BOOK REVIEW: 'The Locavore's Dilemma': Flaws Revealed in Attempts to Grow, Eat Locally

Reviewed by David M. Kinchen
BOOK REVIEW: 'The Locavore's Dilemma': Flaws Revealed in Attempts to Grow, Eat Locally

What could be possibly wrong with the locavore movement, advocating "sustainable farming" and "eating local"? Plenty, say Pierre Desrochers and Hiroko Shimizu in "The Locavore's Dilemma: In Praise of the 10,000-Mile Diet" (PublicAffairs, 288 pages, notes, index, $26.99).


Countering the views of Michael Pollan and others who want us to eat locally produced food, the Canadian husband-wife writing team of Desrochers and Shimizu reveal the flaws of locavorism with a scrupulously-researched deconstruction of the "eat local" ethos — and how it distracts us from solving serious global food issues.


By the way, "locavore" was the word of the year for 2007 in the "Oxford American Dictionary". It was the creation of Jessica Prentice of the San Francisco Bay Area at the time of World Environment Day, 2005.

Wikipedia defines a locavore as "... a person interested in eating food that is locally produced, not moved long distances to market."


The locavore movement in the United States and elsewhere was spawned as interest in sustainability and eco-consciousness became more prevalent -- forgetting that variants of locavorism have been tried and found seriously wanting.

After a thorough and rigorous review of the evidence, Desrochers and Shimizu conclude that claims that "sustainable farming" and "eating local" will solve a host of perceived problems with our modern food supply system are mistaken.

Pierre Desrochers and Hiroko Shimizu
Pierre Desrochers and Hiroko Shimizu

In "The Locavore's Dilemma" they explain that the history, science, and economics of food supply reveal what locavores miss or misunderstand: the real environmental impacts of agricultural production; the drudgery of subsistence farming; and the essential role large-scale, industrial producers play in making food more available, varied, affordable, and nutritionally rich than ever before in history.

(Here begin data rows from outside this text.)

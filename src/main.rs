//! # jobscrape
//!
//! A resilient scraper for paginated job-vacancy listings. It fetches listing
//! pages through a rotating pool of proxy/user-agent identities, extracts each
//! vacancy's summary fields, opens every vacancy's detail view in a headless
//! browser to collect page metadata and OCR the advert image, and appends one
//! JSON record per vacancy to a crash-safe store.
//!
//! ## Usage
//!
//! ```sh
//! jobscrape -o scraped_data.json --pages 5 --proxy-file proxies.txt
//! ```
//!
//! ## Architecture
//!
//! The application follows a pipeline architecture:
//! 1. **Fetching**: Download a listing page with retries and identity rotation
//! 2. **Parsing**: Extract listing drafts with layered fallback strategies
//! 3. **Enriching**: Open each detail view in the page's own browser session
//!    and OCR its advert image
//! 4. **Output**: Append each finished record to the JSON store
//!
//! Up to `--concurrency` pages run at once; a failing page or listing never
//! affects the others.

use clap::Parser;
use std::error::Error;
use std::time::Duration as StdDuration;
use tokio_util::sync::CancellationToken;
use tracing::{debug, error, info, instrument, warn};
use tracing_subscriber::{fmt as tfmt, EnvFilter};

mod cli;
mod config;
mod enrich;
mod error;
mod fetch;
mod identity;
mod models;
mod ocr;
mod orchestrator;
mod outputs;
mod scrapers;
mod utils;

use cli::Cli;
use config::Settings;
use enrich::chromium::ChromiumLauncher;
use enrich::{BrowserSession, DetailEnricher, EnrichOptions, SessionLauncher};
use error::ConfigError;
use fetch::{PageFetcher, ReqwestTransport, RetryPolicy};
use models::PageState;
use ocr::{OcrExtractor, TesseractEngine};
use orchestrator::{page_jobs, Orchestrator};
use outputs::json::JsonStore;
use utils::ensure_writable_parent;

#[tokio::main]
#[instrument]
async fn main() -> Result<(), Box<dyn Error>> {
    // --- Tracing init ---
    let filter = EnvFilter::try_from_default_env().unwrap_or_else(|_| EnvFilter::new("info"));
    tfmt()
        .with_env_filter(filter)
        .with_target(true)
        .with_file(false)
        .with_line_number(false)
        .with_timer(tracing_subscriber::fmt::time::UtcTime::rfc_3339())
        .init();

    let start_time = std::time::Instant::now();
    info!("jobscrape starting up");

    // Parse CLI
    let args = Cli::parse();
    debug!(?args.output, args.pages, args.concurrency, "Parsed CLI arguments");

    let settings = match Settings::from_cli(&args) {
        Ok(s) => s,
        Err(e) => {
            error!(error = %e, "Invalid configuration");
            return Err(e.into());
        }
    };
    info!(
        identities = settings.identities.len(),
        pages = settings.pages,
        concurrency = settings.concurrency,
        enrich = settings.enrich,
        "Configuration loaded"
    );

    // Early check: ensure the store's directory is writable
    if let Err(e) = ensure_writable_parent(&settings.output).await {
        error!(
            error = %e,
            "Output file is not writable (fix perms or choose a different path)"
        );
        return Err(e.into());
    }

    // ---- Build pipeline components ----
    let transport = ReqwestTransport::new(settings.request_timeout, settings.insecure_proxies);
    let fetcher = PageFetcher::new(transport, settings.identities.clone(), RetryPolicy::default());

    let image_client = reqwest::Client::builder()
        .user_agent(settings.browser_user_agent.clone())
        .timeout(settings.ocr_timeout)
        .build()?;
    let engine = TesseractEngine::new(&settings.tesseract_cmd, &settings.ocr_lang, settings.ocr_timeout);
    let enricher = DetailEnricher::new(
        OcrExtractor::new(image_client, engine, settings.ocr_timeout),
        EnrichOptions {
            detail_timeout: settings.detail_timeout,
            screenshot_fallback: settings.screenshot_fallback,
            ..EnrichOptions::default()
        },
    );

    let launcher = if settings.enrich {
        let launcher = ChromiumLauncher {
            chrome_path: settings.chrome_path.clone(),
            user_agent: settings.browser_user_agent.clone(),
            no_sandbox: settings.browser_no_sandbox,
            request_timeout: settings.request_timeout,
        };
        if let Err(e) = probe_browser(&launcher).await {
            error!(error = %e, "Browser could not be started; pass --chrome-path or --no-enrich");
            return Err(e.into());
        }
        Some(launcher)
    } else {
        info!("Enrichment disabled; listing fields only");
        None
    };

    let store = JsonStore::new(&settings.output);
    store.report_existing().await;

    // ---- Ctrl-C stops dispatch and ends in-flight pages early ----
    let cancel = CancellationToken::new();
    let on_signal = cancel.clone();
    tokio::spawn(async move {
        if tokio::signal::ctrl_c().await.is_ok() {
            warn!("Interrupt received; finishing current listings and stopping");
            on_signal.cancel();
        }
    });

    // ---- Run ----
    let jobs = page_jobs(&settings.base_url, settings.start_page, settings.pages);
    let orchestrator = Orchestrator::new(
        &fetcher,
        launcher.as_ref(),
        &enricher,
        &store,
        settings.concurrency,
        cancel.clone(),
    );
    let summary = orchestrator.run(jobs).await;

    for report in summary.skipped() {
        warn!(
            page = report.page,
            url = %report.url,
            reason = report.reason.as_deref().unwrap_or("unknown"),
            "Page skipped"
        );
    }
    for report in summary.reports.iter().filter(|r| r.state == PageState::PartiallyDone) {
        warn!(
            page = report.page,
            listings = report.listings,
            persisted = report.persisted,
            reason = report.reason.as_deref().unwrap_or("unknown"),
            "Page partially done"
        );
    }
    if cancel.is_cancelled() {
        info!(
            not_started = summary.count(PageState::Pending),
            "Run interrupted; records persisted so far are kept"
        );
    }

    let elapsed = start_time.elapsed();
    info!(
        elapsed_secs = elapsed.as_secs_f64(),
        elapsed_human = %format_duration(elapsed),
        persisted = summary.persisted(),
        output = %store.path().display(),
        "Scraping complete"
    );

    Ok(())
}

/// Start and immediately close one browser session.
async fn probe_browser(launcher: &ChromiumLauncher) -> Result<(), ConfigError> {
    let session = launcher.launch("about:blank").await?;
    session.shutdown().await;
    info!("Browser probe succeeded");
    Ok(())
}

fn format_duration(d: StdDuration) -> String {
    let secs = d.as_secs();
    format!("{}m {}s", secs / 60, secs % 60)
}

They show how eliminating agriculture subsidies and opening up international trade, not reducing food miles, is the real route to sustainability; and why eating globally, not only locally, is the way to save the planet.

 

Taken to its extremes, attempting to attain agricultural "self-sufficiency" or autarky in 1920s Italy under the Fascist dictator Benito Mussolini resulted in the conversion of "converting a lot of the Italian landscape from profitable export crops such as fresh produce, citrus fruits and olives to grain production, resulting in a more monotonous and costlier diet for Italian consumers." (page 127). In the 1930s, they write, Nazi ideology under Adolf Hitler promoted both agricultural autarky or self-sufficency "and Lebensraum -- the required vital space of Eastern Europe from which inferior races were to be cleared and food produced to supply the German Fatherland." Another dictatorship, the Soviet Union, practiced agricultural autarky until 1973 "when confronted with a severe domestic grain shortfall that forced them to open up to food imports from their main competitor" -- the U.S. (also page 127).

 

In other words, autarky or locavorism has been tried and found to be a failure in a world of global trade. It's the height of inefficiency to practice what amounts to medieval mercantilism when countries like Mexico, for instance, can supply mango lovers like me with cheap fruit of outstanding quality, thanks to modern transportation. I don't know of any part of the U.S. that can produce mangoes or bananas or similar tropical produce as efficiently as the countries that currently supply American supermarkets.

 

A thought: I wonder if locavores extend their views to their choices of wine. I think not! I love a good German riesling, for instance, and I can find several brands competing for my dollar. Similarly, Australian and Chilean wines are also excellent choices, as are wines from California and Texas. Why limit yourself to what's produced locally?

 

The authors point out that:


• Our modern food-supply chain is a superior alternative that has evolved through constant competition and ever-more-rigorous efficiency.



• A world food chain characterized by free trade and the absence of agricultural subsidies would deliver lower prices and more variety in a manner that is both economically and environmentally more sustainable.



• There is no need to feel guilty for not joining the locavores on their crusade. Eating globally, not only locally, is the way to save the planet.

Summing up, this is a book that everyone who has been tempted to promote locavorism should read. "No man is an island", as English clergyman and poet John Donne (1572-1631) pointed out in "Meditation XVII" -- and no country is a self-sufficient "island" either. The passage also includes the famous quotation: "And never send to know for whom the bell tolls; It tolls for thee."

About the authors


Pierre Desrochers is an associate professor of geography at the University of Toronto who writes frequently on economic development, globalization, energy, and transportation issues. He was a senior research fellow at Duke University Center for the History of Political Economy.
Hiroko Shimizu majored in Chinese history at Gakushin University and holds a master's of public policy from the University of Osaka. Desrochers and Shimizu have both been research fellows of the Property and Environmental Research Center in Bozeman, Montana, and the Institute for Policy Studies at Johns Hopkins University.